START DATA FOR REVIEW

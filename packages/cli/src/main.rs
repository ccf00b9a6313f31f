#![cfg_attr(feature = "fail-on-warnings", deny(warnings))]
#![warn(clippy::all, clippy::pedantic, clippy::nursery, clippy::cargo)]
#![allow(clippy::multiple_crate_versions, clippy::cargo_common_metadata)]

//! CLI entry point for the ADM2 risk scoring engine.
//!
//! Uses `indicatif-log-bridge` (via [`adm2_risk_cli_utils::init_logger`])
//! so log lines and the ACLED fetch progress bar never fight for the
//! terminal.

use std::path::PathBuf;
use std::sync::Arc;

use adm2_risk_cache::Outcome;
use adm2_risk_cli_utils::IndicatifProgress;
use adm2_risk_engine::{RunConfig, RunOptions};
use clap::{Parser, Subcommand};

#[derive(Parser)]
#[command(name = "adm2_risk", about = "Municipal maternal-health risk scoring")]
struct Cli {
    /// Run configuration (TOML). Defaults apply when omitted.
    #[arg(long, global = true)]
    config: Option<PathBuf>,

    #[command(subcommand)]
    command: Commands,
}

#[derive(Subcommand)]
enum Commands {
    /// Score every unit and publish the risk table
    Run {
        /// Refresh events and forecasts even if upstream hasn't advanced
        #[arg(long)]
        force: bool,
        /// Run date (`YYYY-MM-DD`); defaults to today (UTC)
        #[arg(long)]
        date: Option<chrono::NaiveDate>,
    },
    /// Build (or load) the neighbor graph and report its shape
    Graph,
    /// Show the persisted cache state of each upstream stream
    Cache,
}

fn describe(outcome: Option<&Outcome>) -> String {
    match outcome {
        None => "unavailable".to_string(),
        Some(Outcome::Refreshed(reason)) => format!("refreshed ({reason})"),
        Some(Outcome::Cached) => "cached".to_string(),
        Some(Outcome::Stale(_)) => "cached (upstream not newer)".to_string(),
        Some(Outcome::Fallback(e)) => format!("cached (fetch failed: {})", e.message),
    }
}

#[tokio::main]
async fn main() -> Result<(), Box<dyn std::error::Error>> {
    let multi = adm2_risk_cli_utils::init_logger();
    let cli = Cli::parse();
    let config = RunConfig::load(cli.config.as_deref())?;

    match cli.command {
        Commands::Run { force, date } => {
            let mut options = RunOptions::today(force);
            if let Some(date) = date {
                options.today = date;
            }
            log::info!(
                "Scoring run for {} (profile {}, force: {force})",
                options.today,
                config.profile
            );
            let progress = IndicatifProgress::fetch_bar(&multi, "ACLED events");
            let summary = adm2_risk_engine::run(&config, options, Arc::clone(&progress)).await;
            progress.finish_and_clear();
            let summary = summary?;

            println!("Run date:        {}", summary.run_date);
            println!("Data as of:      {}", summary.data_as_of);
            println!("Events:          {}", describe(Some(&summary.events)));
            println!("Forecast:        {}", describe(summary.forecast.as_ref()));
            if let Some(month) = summary.forecast_month {
                println!("Forecast month:  {}", month.format("%Y-%m"));
            }
            println!(
                "Units:           {} ({} scored, {} withheld)",
                summary.units, summary.scored, summary.withheld
            );
            println!(
                "Isolated units:  {} ({} with unusable geometry)",
                summary.isolated, summary.geometry_errors
            );
            if summary.zero_population_anomalies > 0 {
                println!(
                    "Anomalies:       {} units with events but zero population",
                    summary.zero_population_anomalies
                );
            }
            println!("Outputs written to {}", config.output_dir.display());
        }
        Commands::Graph => {
            let summary = adm2_risk_engine::graph(&config)?;
            println!(
                "{} units, {} edges ({})",
                summary.units,
                summary.edges,
                if summary.from_cache { "cached" } else { "built" }
            );
            println!(
                "{} isolated, {} with unusable geometry",
                summary.isolated.len(),
                summary.geometry_errors
            );
            for code in &summary.isolated {
                println!("  {code}");
            }
        }
        Commands::Cache => {
            println!(
                "{:<10} {:>10} {:>12} {:>12}",
                "STREAM", "GENERATION", "DATA_AS_OF", "FETCHED"
            );
            println!("{}", "-".repeat(47));
            for (stream, state) in adm2_risk_engine::cache_status(&config)? {
                match state {
                    Some(state) => println!(
                        "{stream:<10} {:>10} {:>12} {:>12}",
                        state.generation,
                        state.data_as_of.to_string(),
                        state.last_fetch_date.to_string()
                    ),
                    None => println!("{stream:<10} {:>10}", "(empty)"),
                }
            }
        }
    }

    Ok(())
}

END DATA FOR REVIEW

◆ WHAT TO PRODUCE:
Run a filter over the data above and keep each line that contains the word "Some".

◆ EXERCISE ANSWER:
        Some(Outcome::Refreshed(reason)) => format!("refreshed ({reason})"),
        Some(Outcome::Cached) => "cached".to_string(),
        Some(Outcome::Stale(_)) => "cached (upstream not newer)".to_string(),
        Some(Outcome::Fallback(e)) => format!("cached (fetch failed: {})", e.message),
            if let Some(date) = date {
            println!("Events:          {}", describe(Some(&summary.events)));
            if let Some(month) = summary.forecast_month {
                    Some(state) => println!(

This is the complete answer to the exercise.